Pour faire suite à la réunion de printemps 2009 sur les fusions de corps, la DGAFP (Direction générale de l'administration de la fonction publique) a réuni les organisations syndicales en début d'année pour les informer des nouvelles orientations à l’horizon 2012 et de la création de corps interministériels à gestion ministérielle (CIGeM).

En préambule, un bilan des fusions sur les années 2005-2009 a d’abord été présenté.

Bien que ces opérations de fusion soient assez contrastées, la DGAFP considère que ce premier bilan est plutôt positif (!).

En effet, en 2005, la fonction publique comprenait plus de 700 corps. Fin 2009, il reste 380 corps vivants (c’est-à-dire des corps où l’administration recrute), dont 83 dans les établissements publics, répartis de la façon suivante : cat. A, 223 – cat. B, 91 – cat. C, 66.

Donc, 222 corps ont été mis en voie d’extinction de fait (plus d’actifs) ou de droit (plus de recrutement), dont 71 dans les établissements publics.

Les cat. C ont été les principales touchées. Les fusions ont principalement eu lieu à l’intérieur des périmètres ministériels.

  • La DGAFP affiche une volonté sans faille qui se traduit par un objectif de moins 150 corps à l’horizon 2015. Selon eux, cela devrait ainsi permettre d’enrichir les parcours professionnels, d’élargir les possibilités de mobilité, d’améliorer les conditions de gestion (notamment pour les corps à faible effectif), et de faire converger les règles de gestion pour les rendre plus lisibles.


Un premier cycle d’échanges ministériels aurait déjà permis d’identifier les fusions à venir en obéissant principalement à une logique métier pour les fusions interministérielles ou pluri-ministérielles.

Les pistes proposées pour atteindre cet objectif sont :

  • les rapprochements traditionnels par mise en extinction ou intégration (corps à petits effectifs) ;
  • la création de « CIGeM », corps interministériels à gestion ministérielle (!).
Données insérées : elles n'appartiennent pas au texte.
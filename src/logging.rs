//! 诊断日志初始化：支持环境变量覆盖与默认值。

use tracing_subscriber::{EnvFilter, layer::SubscriberExt, util::SubscriberInitExt};

/// 初始化 tracing 日志订阅与默认过滤规则。
///
/// 输出到 stderr，避免与控制台的 stdout 交互混在一起。
pub fn init_logging() {
    let env_filter = EnvFilter::try_from_default_env()
        .unwrap_or_else(|_| EnvFilter::new("info,tower_http=warn"));
    tracing_subscriber::registry()
        .with(env_filter)
        .with(tracing_subscriber::fmt::layer().with_writer(std::io::stderr))
        .init();
}
//! HTTP 辅助工具：安全响应头与对外地址。

use axum::body::Body as AxumBody;
use axum::http::{HeaderValue, Request, StatusCode, header};
use axum::{middleware, response::Response};
use std::net::{IpAddr, Ipv4Addr};

/// 添加基础安全响应头。
pub async fn add_security_headers(
    request: Request<AxumBody>,
    next: middleware::Next,
) -> Result<Response, StatusCode> {
    let mut response = next.run(request).await;
    let headers = response.headers_mut();
    headers.insert(header::X_FRAME_OPTIONS, HeaderValue::from_static("DENY"));
    headers.insert(
        header::X_CONTENT_TYPE_OPTIONS,
        HeaderValue::from_static("nosniff"),
    );
    Ok(response)
}

/// 生成 URL 与客户端命令时使用的主机名。
///
/// 监听 `0.0.0.0`/`::` 时无法得知对端可达的地址，退回到 `127.0.0.1`。
pub fn advertise_host(bind: IpAddr, explicit: Option<&str>) -> String {
    if let Some(host) = explicit.map(str::trim).filter(|host| !host.is_empty()) {
        return host.to_string();
    }
    let ip = if bind.is_unspecified() {
        IpAddr::V4(Ipv4Addr::LOCALHOST)
    } else {
        bind
    };
    match ip {
        IpAddr::V4(v4) => v4.to_string(),
        IpAddr::V6(v6) => format!("[{v6}]"),
    }
}

/// `http://host:port`
pub fn base_url(host: &str, port: u16) -> String {
    format!("http://{host}:{port}")
}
Ces corps seraient à statut commun et devraient s’appuyer sur une logique métier très forte (avis du Conseil d’État des 28 et 29 mai 2009) ;
  • les rapprochements pluri-ministériels pourraient s’inspirer du dispositif des CIGeM et prévoir une gestion par ministères d’affectation.


Bien entendu, ces rapprochements ministériels ne pourraient se faire que dans le cadre de la mise en œuvre des mesures de revalorisation (ex : le NES), notamment pour les corps d’établissement publics.

Pour la mise en œuvre des fusions ministérielles et pluri-ministérielles, le pilotage serait assuré par les ministères concernés et concertés dans ce cadre (cela va nécessiter un amendement à l’article 10 du statut, loi 84-16, pour déroger à certaines dispositions pour l’existence de ces corps).

Concernant les fusions interministérielles (filière administrative et sociale), elles seraient pilotées au niveau du ministère chargé de la Fonction publique, puis déclinées par les ministères concernés. Mode d’emploi des CIGeM (avis d’assemblée générale du Conseil d’État des 28 et 29 mai 2009).

Les périmètres de gestion seraient fixés par annexe au décret : l’intégralité des actes de gestion est déléguée aux ministres et à l’exécutif de certains EP, si effectifs suffisants (pas de lieu interministériel de gestion nationale, pas de commission administrative paritaire interministérielle, « CAPI », nationale) ; nécessité de régler certaines situations spécifiques (DRH commune, EP sous co-tutelle…).

Les périmètres de déconcentration se feraient en appliquant la « théorie des silos » : la nature et le niveau de délégation des actes peuvent être différents lorsque les lignes hiérarchiques de déconcentration sont distinctes (critères objectifs). Cette théorie des « silos » (énoncée par le Conseil d’État) devrait permettre de faire fonctionner ces nouveaux corps interministériels. Les agents continueraient de dépendre de leur ministère de tutelle, mais serait gérés localement  (en un mot, une vraie usine à gaz (voir ci-dessous), sans pour autant affirmer que les coûts de gestion seraient finalement moindres).  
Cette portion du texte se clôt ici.